• [BRIEF]
Gather all lines in the entries below that include the word "struct".

[Records excerpted from a collection]
================

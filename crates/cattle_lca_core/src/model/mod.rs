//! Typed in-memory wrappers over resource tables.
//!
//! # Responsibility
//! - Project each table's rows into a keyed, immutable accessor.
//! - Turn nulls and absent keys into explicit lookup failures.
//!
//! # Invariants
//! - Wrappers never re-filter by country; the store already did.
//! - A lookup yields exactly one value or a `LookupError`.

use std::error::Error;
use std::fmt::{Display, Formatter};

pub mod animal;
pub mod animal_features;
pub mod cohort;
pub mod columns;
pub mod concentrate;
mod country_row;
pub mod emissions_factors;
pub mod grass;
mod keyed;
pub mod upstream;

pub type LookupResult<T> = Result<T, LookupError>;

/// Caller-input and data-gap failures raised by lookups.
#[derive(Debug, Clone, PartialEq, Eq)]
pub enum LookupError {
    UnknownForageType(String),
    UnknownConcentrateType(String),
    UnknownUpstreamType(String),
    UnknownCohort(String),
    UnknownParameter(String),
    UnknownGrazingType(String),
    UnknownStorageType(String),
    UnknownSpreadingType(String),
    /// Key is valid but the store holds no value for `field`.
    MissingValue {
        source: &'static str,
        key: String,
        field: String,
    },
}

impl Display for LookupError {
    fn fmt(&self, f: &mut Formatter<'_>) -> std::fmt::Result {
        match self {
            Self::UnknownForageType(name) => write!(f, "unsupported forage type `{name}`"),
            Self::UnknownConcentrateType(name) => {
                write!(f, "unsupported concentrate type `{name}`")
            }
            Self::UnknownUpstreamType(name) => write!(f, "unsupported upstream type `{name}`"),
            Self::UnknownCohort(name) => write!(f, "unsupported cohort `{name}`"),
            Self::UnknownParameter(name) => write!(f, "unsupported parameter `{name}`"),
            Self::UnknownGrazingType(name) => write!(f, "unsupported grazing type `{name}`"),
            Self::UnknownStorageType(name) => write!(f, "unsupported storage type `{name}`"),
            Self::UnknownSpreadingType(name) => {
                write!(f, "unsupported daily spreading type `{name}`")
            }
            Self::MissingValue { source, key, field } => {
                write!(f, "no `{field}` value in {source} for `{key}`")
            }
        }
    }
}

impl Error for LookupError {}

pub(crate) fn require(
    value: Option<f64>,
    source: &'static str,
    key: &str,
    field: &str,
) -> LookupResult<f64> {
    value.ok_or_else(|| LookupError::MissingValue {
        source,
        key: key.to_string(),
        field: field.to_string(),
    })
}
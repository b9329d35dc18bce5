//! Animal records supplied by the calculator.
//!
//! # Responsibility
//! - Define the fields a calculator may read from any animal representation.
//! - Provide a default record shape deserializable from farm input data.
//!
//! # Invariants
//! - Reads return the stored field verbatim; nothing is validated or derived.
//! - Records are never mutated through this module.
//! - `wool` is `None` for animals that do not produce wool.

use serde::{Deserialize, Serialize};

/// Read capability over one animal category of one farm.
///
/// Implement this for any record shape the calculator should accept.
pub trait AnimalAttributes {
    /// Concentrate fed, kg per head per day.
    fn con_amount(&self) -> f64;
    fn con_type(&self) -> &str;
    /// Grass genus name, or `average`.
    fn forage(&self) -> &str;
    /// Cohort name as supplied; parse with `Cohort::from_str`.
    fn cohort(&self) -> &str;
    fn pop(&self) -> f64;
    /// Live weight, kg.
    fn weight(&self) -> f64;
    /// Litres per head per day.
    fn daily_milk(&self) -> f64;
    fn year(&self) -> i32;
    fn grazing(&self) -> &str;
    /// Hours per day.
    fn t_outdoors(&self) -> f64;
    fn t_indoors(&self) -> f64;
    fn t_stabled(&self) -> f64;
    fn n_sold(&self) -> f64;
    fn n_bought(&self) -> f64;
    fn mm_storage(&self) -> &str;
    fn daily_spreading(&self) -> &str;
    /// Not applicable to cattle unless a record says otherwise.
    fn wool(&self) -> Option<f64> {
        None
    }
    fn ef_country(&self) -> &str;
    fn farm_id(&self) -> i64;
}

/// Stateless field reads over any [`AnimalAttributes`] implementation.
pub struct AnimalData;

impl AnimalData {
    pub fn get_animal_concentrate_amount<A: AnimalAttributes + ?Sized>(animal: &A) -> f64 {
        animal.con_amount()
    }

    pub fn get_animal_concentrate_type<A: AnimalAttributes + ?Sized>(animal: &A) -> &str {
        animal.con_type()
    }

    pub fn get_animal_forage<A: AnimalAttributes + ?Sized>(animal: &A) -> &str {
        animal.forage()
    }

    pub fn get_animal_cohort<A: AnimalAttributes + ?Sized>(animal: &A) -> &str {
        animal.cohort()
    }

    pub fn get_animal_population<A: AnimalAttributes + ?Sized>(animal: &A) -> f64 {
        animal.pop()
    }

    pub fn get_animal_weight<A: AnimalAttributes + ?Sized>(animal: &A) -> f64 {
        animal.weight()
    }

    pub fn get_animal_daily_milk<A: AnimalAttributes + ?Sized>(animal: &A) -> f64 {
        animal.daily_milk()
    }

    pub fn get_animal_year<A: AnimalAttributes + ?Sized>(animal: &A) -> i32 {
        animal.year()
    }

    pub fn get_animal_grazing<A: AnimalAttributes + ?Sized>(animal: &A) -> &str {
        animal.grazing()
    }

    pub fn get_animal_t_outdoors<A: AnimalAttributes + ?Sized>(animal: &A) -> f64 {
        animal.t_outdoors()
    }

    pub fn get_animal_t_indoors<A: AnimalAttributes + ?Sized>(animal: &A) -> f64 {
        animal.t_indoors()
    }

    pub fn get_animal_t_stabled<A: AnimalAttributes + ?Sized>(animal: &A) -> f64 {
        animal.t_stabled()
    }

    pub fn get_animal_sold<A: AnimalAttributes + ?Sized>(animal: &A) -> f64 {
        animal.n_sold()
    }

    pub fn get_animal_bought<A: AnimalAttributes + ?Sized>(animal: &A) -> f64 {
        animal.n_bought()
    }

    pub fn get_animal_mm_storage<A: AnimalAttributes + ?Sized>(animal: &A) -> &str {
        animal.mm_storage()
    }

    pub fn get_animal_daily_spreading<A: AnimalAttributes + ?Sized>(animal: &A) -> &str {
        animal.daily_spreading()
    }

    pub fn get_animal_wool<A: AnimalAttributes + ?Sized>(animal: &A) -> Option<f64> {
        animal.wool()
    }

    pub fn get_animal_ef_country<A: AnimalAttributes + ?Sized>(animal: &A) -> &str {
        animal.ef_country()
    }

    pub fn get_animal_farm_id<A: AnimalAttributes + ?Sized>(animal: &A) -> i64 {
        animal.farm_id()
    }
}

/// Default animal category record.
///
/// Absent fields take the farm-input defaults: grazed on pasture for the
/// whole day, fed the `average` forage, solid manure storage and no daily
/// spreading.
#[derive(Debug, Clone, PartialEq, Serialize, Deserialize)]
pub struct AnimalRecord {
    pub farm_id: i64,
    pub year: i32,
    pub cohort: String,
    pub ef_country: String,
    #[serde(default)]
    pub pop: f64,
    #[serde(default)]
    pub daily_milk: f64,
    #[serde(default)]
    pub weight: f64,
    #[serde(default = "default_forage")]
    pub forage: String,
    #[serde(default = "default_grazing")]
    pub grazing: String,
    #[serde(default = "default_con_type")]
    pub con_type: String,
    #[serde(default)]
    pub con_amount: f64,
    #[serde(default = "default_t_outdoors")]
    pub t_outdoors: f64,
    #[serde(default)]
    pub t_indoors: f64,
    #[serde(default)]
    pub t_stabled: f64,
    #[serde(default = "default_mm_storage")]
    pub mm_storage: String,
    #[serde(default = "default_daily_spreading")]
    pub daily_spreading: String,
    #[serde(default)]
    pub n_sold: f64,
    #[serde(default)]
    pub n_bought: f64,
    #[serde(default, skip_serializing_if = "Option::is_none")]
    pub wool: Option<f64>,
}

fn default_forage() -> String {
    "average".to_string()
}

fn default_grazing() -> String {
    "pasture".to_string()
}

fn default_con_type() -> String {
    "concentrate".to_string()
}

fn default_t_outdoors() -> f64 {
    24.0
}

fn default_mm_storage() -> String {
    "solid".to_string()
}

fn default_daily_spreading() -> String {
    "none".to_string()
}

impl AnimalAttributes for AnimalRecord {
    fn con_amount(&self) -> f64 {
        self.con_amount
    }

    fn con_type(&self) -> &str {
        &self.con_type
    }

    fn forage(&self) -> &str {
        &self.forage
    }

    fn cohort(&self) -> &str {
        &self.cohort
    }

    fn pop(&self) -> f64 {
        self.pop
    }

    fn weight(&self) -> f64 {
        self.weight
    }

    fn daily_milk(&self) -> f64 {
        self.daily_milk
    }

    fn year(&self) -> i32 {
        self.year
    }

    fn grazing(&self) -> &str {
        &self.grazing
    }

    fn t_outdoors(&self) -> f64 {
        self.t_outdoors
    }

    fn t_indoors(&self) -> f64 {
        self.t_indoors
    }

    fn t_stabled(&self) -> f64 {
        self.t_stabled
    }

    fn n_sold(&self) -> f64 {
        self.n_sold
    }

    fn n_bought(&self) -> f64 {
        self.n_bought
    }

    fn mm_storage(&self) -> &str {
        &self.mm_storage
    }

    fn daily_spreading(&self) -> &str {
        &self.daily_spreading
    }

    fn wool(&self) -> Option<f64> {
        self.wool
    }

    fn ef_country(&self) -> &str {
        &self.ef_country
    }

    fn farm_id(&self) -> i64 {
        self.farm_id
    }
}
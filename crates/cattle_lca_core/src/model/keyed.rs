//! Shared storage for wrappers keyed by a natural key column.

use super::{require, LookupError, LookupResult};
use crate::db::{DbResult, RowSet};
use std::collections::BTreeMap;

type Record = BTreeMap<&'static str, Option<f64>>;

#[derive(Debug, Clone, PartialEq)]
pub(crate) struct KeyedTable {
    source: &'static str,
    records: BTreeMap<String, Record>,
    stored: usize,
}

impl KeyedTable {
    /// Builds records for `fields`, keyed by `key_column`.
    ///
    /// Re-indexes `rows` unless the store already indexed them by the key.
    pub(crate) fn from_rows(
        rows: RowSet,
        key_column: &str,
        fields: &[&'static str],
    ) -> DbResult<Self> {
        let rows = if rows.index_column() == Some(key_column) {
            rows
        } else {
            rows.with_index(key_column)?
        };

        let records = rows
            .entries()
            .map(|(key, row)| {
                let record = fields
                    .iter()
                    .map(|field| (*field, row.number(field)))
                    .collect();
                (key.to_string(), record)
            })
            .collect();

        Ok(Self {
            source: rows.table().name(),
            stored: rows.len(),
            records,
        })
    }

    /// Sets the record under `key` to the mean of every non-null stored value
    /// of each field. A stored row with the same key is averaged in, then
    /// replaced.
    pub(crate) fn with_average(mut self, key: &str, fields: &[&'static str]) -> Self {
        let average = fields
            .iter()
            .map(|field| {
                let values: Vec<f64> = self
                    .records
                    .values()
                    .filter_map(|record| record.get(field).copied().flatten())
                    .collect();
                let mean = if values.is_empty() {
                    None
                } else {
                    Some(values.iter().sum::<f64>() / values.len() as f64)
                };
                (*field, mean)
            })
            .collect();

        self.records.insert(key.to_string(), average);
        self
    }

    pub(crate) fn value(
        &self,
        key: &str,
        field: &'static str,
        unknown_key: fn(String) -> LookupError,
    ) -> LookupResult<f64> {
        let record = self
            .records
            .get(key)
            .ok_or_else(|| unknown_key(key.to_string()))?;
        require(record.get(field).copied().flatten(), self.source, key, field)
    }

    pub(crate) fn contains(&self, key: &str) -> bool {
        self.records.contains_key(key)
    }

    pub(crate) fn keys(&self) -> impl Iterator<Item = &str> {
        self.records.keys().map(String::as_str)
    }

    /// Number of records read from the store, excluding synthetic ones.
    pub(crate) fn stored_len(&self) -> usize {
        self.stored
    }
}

================

• [ANSWER SECTION]
pub struct AnimalData;
pub struct AnimalRecord {
pub(crate) struct KeyedTable {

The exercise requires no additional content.